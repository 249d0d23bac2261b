pub mod expected;
pub mod intervals;
use crate::errors::{AppError, AppResult};

/// Expected hours must be a finite, non-negative number.
pub fn validate_expected(hours: f64) -> AppResult<f64> {
    if hours.is_finite() && hours >= 0.0 {
        Ok(hours)
    } else {
        Err(AppError::InvalidExpectedHours(format!(
            "{hours} (must be a non-negative number)"
        )))
    }
}

/// clap value parser for `--expected`.
pub fn parse_expected_hours(s: &str) -> Result<f64, String> {
    let hours: f64 = s
        .trim()
        .parse()
        .map_err(|_| format!("'{s}' is not a number"))?;
    validate_expected(hours).map_err(|e| e.to_string())
}
//! Spreadsheet readers: workbooks through calamine, CSV through the csv crate.

use crate::errors::{AppError, AppResult};
use crate::input::table::{Cell, RecordTable};
use calamine::{Data, Reader, open_workbook_auto};
use std::path::Path;
use tracing::debug;

/// Supported input formats, detected from the file extension.
#[derive(Debug, Clone, Copy, PartialEq, Eq)]
pub enum InputFormat {
    Workbook,
    Csv,
}

impl InputFormat {
    pub fn from_path(path: &Path) -> AppResult<Self> {
        let ext = path
            .extension()
            .and_then(|e| e.to_str())
            .map(|e| e.to_ascii_lowercase())
            .unwrap_or_default();

        match ext.as_str() {
            "xlsx" | "xlsm" | "xlsb" | "xls" | "ods" => Ok(InputFormat::Workbook),
            "csv" => Ok(InputFormat::Csv),
            _ => Err(AppError::UnsupportedInput(format!(
                "{} (expected .xlsx, .xls, .ods or .csv)",
                path.display()
            ))),
        }
    }
}

/// Read the record set from `path`. `sheet` selects a worksheet by name;
/// the first one is used otherwise. Ignored for CSV files.
pub fn read_table(path: &Path, sheet: Option<&str>) -> AppResult<RecordTable> {
    if !path.exists() {
        return Err(AppError::Read(format!("file not found: {}", path.display())));
    }

    let table = match InputFormat::from_path(path)? {
        InputFormat::Workbook => read_workbook(path, sheet)?,
        InputFormat::Csv => read_csv(path)?,
    };

    debug!(
        path = %path.display(),
        columns = table.headers.len(),
        rows = table.len(),
        "input table loaded"
    );
    Ok(table)
}

fn read_workbook(path: &Path, sheet: Option<&str>) -> AppResult<RecordTable> {
    let mut workbook = open_workbook_auto(path)?;

    let range = match sheet {
        Some(name) => workbook.worksheet_range(name)?,
        None => workbook
            .worksheet_range_at(0)
            .ok_or_else(|| AppError::Read("workbook has no worksheets".to_string()))??,
    };

    let mut rows = range.rows();

    let headers: Vec<String> = match rows.next() {
        Some(header_row) => header_row.iter().map(|c| data_to_cell(c).to_string()).collect(),
        None => return Ok(RecordTable::default()),
    };

    let mut table = RecordTable::new(headers);
    for row in rows {
        table.push_row(row.iter().map(data_to_cell).collect());
    }

    Ok(table)
}

fn data_to_cell(data: &Data) -> Cell {
    match data {
        Data::Empty => Cell::Empty,
        Data::String(s) => Cell::text(s.as_str()),
        Data::Int(i) => Cell::Number(*i as f64),
        Data::Float(f) => Cell::Number(*f),
        Data::Bool(b) => Cell::Bool(*b),
        Data::DateTime(dt) => match dt.as_datetime() {
            Some(naive) => Cell::DateTime(naive),
            None => Cell::Number(dt.as_f64()),
        },
        Data::DateTimeIso(s) | Data::DurationIso(s) => Cell::text(s.as_str()),
        Data::Error(e) => Cell::Text(format!("#{e:?}")),
    }
}

fn read_csv(path: &Path) -> AppResult<RecordTable> {
    let mut rdr = csv::ReaderBuilder::new()
        .flexible(true)
        .from_path(path)?;

    let headers = rdr.headers()?.iter().map(String::from).collect();
    let mut table = RecordTable::new(headers);

    for record in rdr.records() {
        let record = record?;
        table.push_row(record.iter().map(Cell::text).collect());
    }

    Ok(table)
}
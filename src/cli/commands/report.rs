use crate::cli::parser::ReportArgs;
use crate::config::Config;
use crate::core::logic::Core;
use crate::errors::AppResult;
use crate::export::{ExportLogic, ReportKind};
use crate::input::read_table;
use crate::models::AggregateResult;
use crate::ui::messages::success;
use crate::ui::summary::{print_daily_table, print_summary};
use std::path::Path;
use tracing::info;

/// Shared flow of `total` and `daily`: read, aggregate, print, export.
pub(crate) fn run_report(
    file: &Path,
    opts: &ReportArgs,
    cfg: &Config,
    kind: ReportKind,
) -> AppResult<AggregateResult> {
    let sheet = opts.sheet.as_deref().or(cfg.sheet.as_deref());
    let table = read_table(file, sheet)?;

    let expected = Some(opts.expected.unwrap_or(cfg.expected_monthly_hours));

    let result = match kind {
        ReportKind::Total => Core::total_report(&table, expected)?,
        ReportKind::Daily => Core::daily_report(&table, expected)?,
    };

    info!(
        user = %result.user,
        total_hours = result.total_hours,
        days = result.daily.len(),
        "aggregation done"
    );

    success("Calculation completed successfully");
    print_summary(&result);

    if kind == ReportKind::Daily {
        print_daily_table(&result);
    }

    if opts.export {
        let format = opts.format.unwrap_or(cfg.export_format);
        let out_dir = opts.out.clone().unwrap_or_else(|| cfg.output_dir());
        ExportLogic::export(&result, kind, format, &out_dir, opts.force)?;
    }

    Ok(result)
}
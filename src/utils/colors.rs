/// ANSI color helper utilities for terminal output.
pub const RESET: &str = "\x1b[0m";
pub const BOLD: &str = "\x1b[1m";

pub const RED: &str = "\x1b[31m";
pub const GREEN: &str = "\x1b[32m";
pub const YELLOW: &str = "\x1b[33m";
pub const BLUE: &str = "\x1b[34m";

/// Delta color:
/// \>0 → green
/// \<0 → red
/// 0 → reset
pub fn color_for_delta(value: f64) -> &'static str {
    if value > 0.0 {
        GREEN
    } else if value < 0.0 {
        RED
    } else {
        RESET
    }
}
pub mod messages;
pub mod summary;
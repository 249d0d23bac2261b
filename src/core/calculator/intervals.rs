//! Pairing of check-in / check-out events into worked seconds.
//!
//! Both variants are a single fold over the events sorted by timestamp
//! (stable: rows with the same timestamp keep file order). The only state is
//! the pending check-in:
//!
//! - a check-in always replaces the pending one (the older one is lost);
//! - a check-out closes the pending check-in, adding the duration when it is
//!   positive, then clears it whatever the sign;
//! - a check-out with nothing pending is a no-op;
//! - a check-in still pending at the end contributes nothing.
//!
//! The daily variant also requires the check-out to fall on the same
//! calendar date as the check-in. Otherwise the pair is dropped unaccounted.

use crate::models::{Action, DailyTotal, Event};
use crate::utils::time::seconds_between;
use chrono::{NaiveDate, NaiveDateTime};
use std::collections::BTreeMap;
use tracing::{debug, trace};

/// Events ordered by timestamp, ties in file order.
pub fn sorted_by_time(events: &[Event]) -> Vec<&Event> {
    let mut sorted: Vec<&Event> = events.iter().collect();
    sorted.sort_by_key(|e| e.timestamp);
    sorted
}

fn note_replaced(previous: Option<NaiveDateTime>, ev: &Event) {
    if let Some(prev) = previous {
        debug!(
            discarded = %prev,
            replaced_by = %ev.timestamp,
            "check-in without check-out discarded"
        );
    }
}

/// Total worked seconds, with no same-day constraint.
pub fn aggregate_total(events: &[Event]) -> f64 {
    let (total, pending) = sorted_by_time(events).into_iter().fold(
        (0.0_f64, None::<NaiveDateTime>),
        |(total, pending), ev| match (&ev.action, pending) {
            (Action::CheckIn, previous) => {
                note_replaced(previous, ev);
                (total, Some(ev.timestamp))
            }
            (Action::CheckOut, Some(start)) => {
                let secs = seconds_between(start, ev.timestamp);
                if secs > 0.0 {
                    (total + secs, None)
                } else {
                    trace!(%start, end = %ev.timestamp, "non-positive session ignored");
                    (total, None)
                }
            }
            (Action::CheckOut, None) => {
                trace!(at = %ev.timestamp, "check-out without check-in ignored");
                (total, None)
            }
            (Action::Other(_), pending) => (total, pending),
        },
    );

    if let Some(open) = pending {
        debug!(%open, "trailing check-in discarded");
    }

    total
}

/// Worked seconds per calendar date, date ascending.
///
/// Only dates with at least one positive same-day session are present.
pub fn aggregate_daily(events: &[Event]) -> Vec<DailyTotal> {
    let (buckets, pending) = sorted_by_time(events).into_iter().fold(
        (
            BTreeMap::<NaiveDate, f64>::new(),
            None::<(NaiveDateTime, NaiveDate)>,
        ),
        |(mut buckets, pending), ev| match (&ev.action, pending) {
            (Action::CheckIn, previous) => {
                note_replaced(previous.map(|(ts, _)| ts), ev);
                (buckets, Some((ev.timestamp, ev.date())))
            }
            (Action::CheckOut, Some((start, day))) if ev.date() == day => {
                let secs = seconds_between(start, ev.timestamp);
                if secs > 0.0 {
                    *buckets.entry(day).or_insert(0.0) += secs;
                } else {
                    trace!(%start, end = %ev.timestamp, "non-positive session ignored");
                }
                (buckets, None)
            }
            (Action::CheckOut, Some((start, _))) => {
                debug!(%start, end = %ev.timestamp, "session crossing midnight dropped");
                (buckets, None)
            }
            (Action::CheckOut, None) => {
                trace!(at = %ev.timestamp, "check-out without check-in ignored");
                (buckets, None)
            }
            (Action::Other(_), pending) => (buckets, pending),
        },
    );

    if let Some((open, _)) = pending {
        debug!(%open, "trailing check-in discarded");
    }

    buckets
        .into_iter()
        .map(|(date, seconds_worked)| DailyTotal {
            date,
            seconds_worked,
        })
        .collect()
}
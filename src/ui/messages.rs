use crate::utils::colors::{BLUE, BOLD, GREEN, RED, RESET, YELLOW};
use std::fmt;

#[derive(Clone, Copy)]
enum Level {
    Info,
    Success,
    Warning,
    Error,
}

impl Level {
    fn style(self) -> (&'static str, &'static str) {
        match self {
            Level::Info => (BLUE, "ℹ️"),
            Level::Success => (GREEN, "✅"),
            Level::Warning => (YELLOW, "⚠️"),
            Level::Error => (RED, "❌"),
        }
    }
}

fn emit<T: fmt::Display>(level: Level, msg: T) {
    let (color, icon) = level.style();
    match level {
        Level::Error => eprintln!("{color}{BOLD}{icon} {RESET}{msg}"),
        _ => println!("{color}{BOLD}{icon} {RESET}{msg}"),
    }
}

pub fn info<T: fmt::Display>(msg: T) {
    emit(Level::Info, msg);
}

pub fn success<T: fmt::Display>(msg: T) {
    emit(Level::Success, msg);
}

pub fn warning<T: fmt::Display>(msg: T) {
    emit(Level::Warning, msg);
}

pub fn error<T: fmt::Display>(msg: T) {
    emit(Level::Error, msg);
}

/// Section header, es. "== Summary"
pub fn header<T: fmt::Display>(msg: T) {
    println!("\n{BLUE}{BOLD}== {msg}{RESET}");
}
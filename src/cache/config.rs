//! Cache configuration.

use std::time::Duration;

/// Eviction policy for a document cache.
///
/// The default keeps every snapshot for the lifetime of the cache. Bounding
/// the capacity or setting a TTL/TTI makes evicted documents reload from the
/// store on their next read.
#[derive(Debug, Clone, Default)]
pub struct CacheConfig {
    /// Maximum number of documents held in memory.
    /// `None` means unbounded.
    pub max_capacity: Option<u64>,

    /// Time-to-live for cached documents.
    /// After this duration, entries are automatically evicted.
    pub ttl: Option<Duration>,

    /// Time-to-idle for cached documents.
    /// Entries are evicted if not accessed within this duration.
    pub tti: Option<Duration>,
}

impl CacheConfig {
    /// Create an unbounded cache config without expiry.
    pub fn unbounded() -> Self {
        Self::default()
    }

    /// Create a new cache config with the given max capacity.
    pub fn with_capacity(max_capacity: u64) -> Self {
        Self {
            max_capacity: Some(max_capacity),
            ..Default::default()
        }
    }

    /// Set max capacity for cache (builder pattern).
    #[must_use]
    pub fn max_capacity(mut self, max_capacity: u64) -> Self {
        self.max_capacity = Some(max_capacity);
        self
    }

    /// Set time-to-live for cache entries.
    #[must_use]
    pub fn ttl(mut self, duration: Duration) -> Self {
        self.ttl = Some(duration);
        self
    }

    /// Set time-to-idle for cache entries.
    #[must_use]
    pub fn tti(mut self, duration: Duration) -> Self {
        self.tti = Some(duration);
        self
    }

    /// Whether any eviction is configured at all.
    pub fn evicts(&self) -> bool {
        self.max_capacity.is_some() || self.ttl.is_some() || self.tti.is_some()
    }
}
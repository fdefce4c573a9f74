//! Persistent store adapter.
//!
//! The cache talks to its backing collection through [`DocumentStore`]:
//! a point lookup by id and an upserting field-level update. MongoDB
//! collections implement it in `mongo.rs`, [`MemoryStore`](super::MemoryStore)
//! in-process.

use std::sync::Arc;

use async_trait::async_trait;
use mongodb::bson::{Bson, Document, doc};

use super::DocumentId;
use crate::error::{Error, Result};

/// A field-level update operator, always applied with upsert semantics.
#[derive(Debug, Clone, PartialEq)]
pub enum Update {
    /// Overwrite the field (`$set`).
    Set { field: &'static str, value: Bson },
    /// Set-union the values into an array field (`$addToSet` with `$each`).
    AddToSet { field: &'static str, values: Vec<Bson> },
    /// Remove every occurrence of the values from an array field (`$pull` with `$in`).
    Pull { field: &'static str, values: Vec<Bson> },
    /// Remove the field (`$unset`).
    Unset { field: &'static str },
    /// Append one value to an array field (`$push`).
    Push { field: &'static str, value: Bson },
}

impl Update {
    /// The field this update touches.
    pub fn field(&self) -> &'static str {
        match self {
            Self::Set { field, .. }
            | Self::AddToSet { field, .. }
            | Self::Pull { field, .. }
            | Self::Unset { field }
            | Self::Push { field, .. } => field,
        }
    }

    /// Render the update as a MongoDB update document.
    pub fn to_document(&self) -> Document {
        match self {
            Self::Set { field, value } => doc! { "$set": { *field: value.clone() } },
            Self::AddToSet { field, values } => {
                doc! { "$addToSet": { *field: { "$each": values.clone() } } }
            }
            Self::Pull { field, values } => doc! { "$pull": { *field: { "$in": values.clone() } } },
            Self::Unset { field } => doc! { "$unset": { *field: "" } },
            Self::Push { field, value } => doc! { "$push": { *field: value.clone() } },
        }
    }

    /// Apply the update to an in-memory document the way the server would.
    ///
    /// `$pull` and `$unset` on a missing field leave the document untouched.
    /// Array operators on a non-array field fail without modifying anything.
    pub fn apply(&self, document: &mut Document) -> Result<()> {
        match self {
            Self::Set { field, value } => {
                document.insert(*field, value.clone());
            }
            Self::Unset { field } => {
                document.remove(*field);
            }
            Self::AddToSet { field, values } => {
                let array = array_entry(document, field)?;
                for value in values {
                    if !array.contains(value) {
                        array.push(value.clone());
                    }
                }
            }
            Self::Push { field, value } => {
                array_entry(document, field)?.push(value.clone());
            }
            Self::Pull { field, values } => match document.get_mut(*field) {
                Some(Bson::Array(array)) => array.retain(|v| !values.contains(v)),
                Some(_) => return Err(not_an_array(field)),
                None => {}
            },
        }
        Ok(())
    }
}

/// Get the array stored under `field`, creating an empty one if absent.
fn array_entry<'a>(document: &'a mut Document, field: &'static str) -> Result<&'a mut Vec<Bson>> {
    if !document.contains_key(field) {
        document.insert(field, Bson::Array(Vec::new()));
    }
    match document.get_mut(field) {
        Some(Bson::Array(array)) => Ok(array),
        _ => Err(not_an_array(field)),
    }
}

fn not_an_array(field: &'static str) -> Error {
    Error::NotAnArray { field }
}

/// A handle to a remote collection of documents keyed by [`DocumentId`].
#[async_trait]
pub trait DocumentStore: Send + Sync {
    /// Look up a document by id. The returned document still carries `_id`.
    async fn find_one(&self, id: &DocumentId) -> Result<Option<Document>>;

    /// Apply `update` to the document with `id`, creating it if absent.
    async fn update_one(&self, id: &DocumentId, update: &Update) -> Result<()>;
}

#[async_trait]
impl<S: DocumentStore + ?Sized> DocumentStore for Arc<S> {
    async fn find_one(&self, id: &DocumentId) -> Result<Option<Document>> {
        (**self).find_one(id).await
    }

    async fn update_one(&self, id: &DocumentId, update: &Update) -> Result<()> {
        (**self).update_one(id, update).await
    }
}
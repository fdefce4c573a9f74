//! MongoDB database wrapper.

use async_trait::async_trait;
use mongodb::bson::{Document, doc};
use mongodb::options::{ClientOptions, UpdateOptions};
use mongodb::{Client, Collection};
use tracing::{info, warn};

use super::{DocumentId, DocumentStore, Update};
use crate::config::Config;
use crate::error::Result;

/// Database wrapper for MongoDB operations.
#[derive(Debug, Clone)]
pub struct Database {
    client: Client,
    db: mongodb::Database,
}

impl Database {
    /// Connect to MongoDB using the connection settings from `config`.
    ///
    /// Reads and writes are retried by the driver; the cache layer above
    /// never retries on its own.
    ///
    /// # Errors
    /// Returns error if the URI is invalid or the server does not answer a ping.
    pub async fn connect(config: &Config) -> Result<Self> {
        let mut options = ClientOptions::parse(&config.mongodb_uri).await?;
        if options.app_name.is_none() {
            options.app_name = Some(config.app_name.clone());
        }
        options.retry_writes = Some(true);
        options.retry_reads = Some(true);

        let client = Client::with_options(options)?;

        // Ping the database to verify connection
        client
            .database("admin")
            .run_command(doc! { "ping": 1 })
            .await?;

        info!("Successfully connected to MongoDB");

        let db = client.database(&config.mongodb_database);

        Ok(Self { client, db })
    }

    /// Get a reference to the database.
    pub fn db(&self) -> &mongodb::Database {
        &self.db
    }

    /// Get an untyped collection usable as a [`DocumentStore`].
    ///
    /// # Arguments
    /// * `name` - Collection name
    pub fn collection(&self, name: &str) -> Collection<Document> {
        self.db.collection(name)
    }

    /// Close every connection held by the client.
    pub async fn shutdown(self) {
        info!("Closing MongoDB connections");
        self.client.shutdown().await;
    }
}

#[async_trait]
impl DocumentStore for Collection<Document> {
    async fn find_one(&self, id: &DocumentId) -> Result<Option<Document>> {
        let filter = doc! { "_id": id.to_bson()? };
        Ok(Collection::find_one(self, filter).await?)
    }

    async fn update_one(&self, id: &DocumentId, update: &Update) -> Result<()> {
        let filter = doc! { "_id": id.to_bson()? };
        let options = UpdateOptions::builder().upsert(true).build();

        Collection::update_one(self, filter, update.to_document())
            .with_options(options)
            .await
            .inspect_err(|e| {
                warn!(
                    "Update of {} in {} failed: {}",
                    id,
                    self.name(),
                    e
                )
            })?;

        Ok(())
    }
}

──────────

▶ **WHAT THE EXERCISE ASKS**
Print, please, the lines from the first line of the material through the line that contains "let hours: f64 = s", exactly as written and with nothing added.

▶ **SOLUTION TO THIS TASK**
repository 249d0d23bac2261b
pub mod expected;
pub mod intervals;
use crate::errors::{AppError, AppResult};

/// Expected hours must be a finite, non-negative number.
pub fn validate_expected(hours: f64) -> AppResult<f64> {
    if hours.is_finite() && hours >= 0.0 {
        Ok(hours)
    } else {
        Err(AppError::InvalidExpectedHours(format!(
            "{hours} (must be a non-negative number)"
        )))
    }
}

/// clap value parser for `--expected`.
pub fn parse_expected_hours(s: &str) -> Result<f64, String> {
    let hours: f64 = s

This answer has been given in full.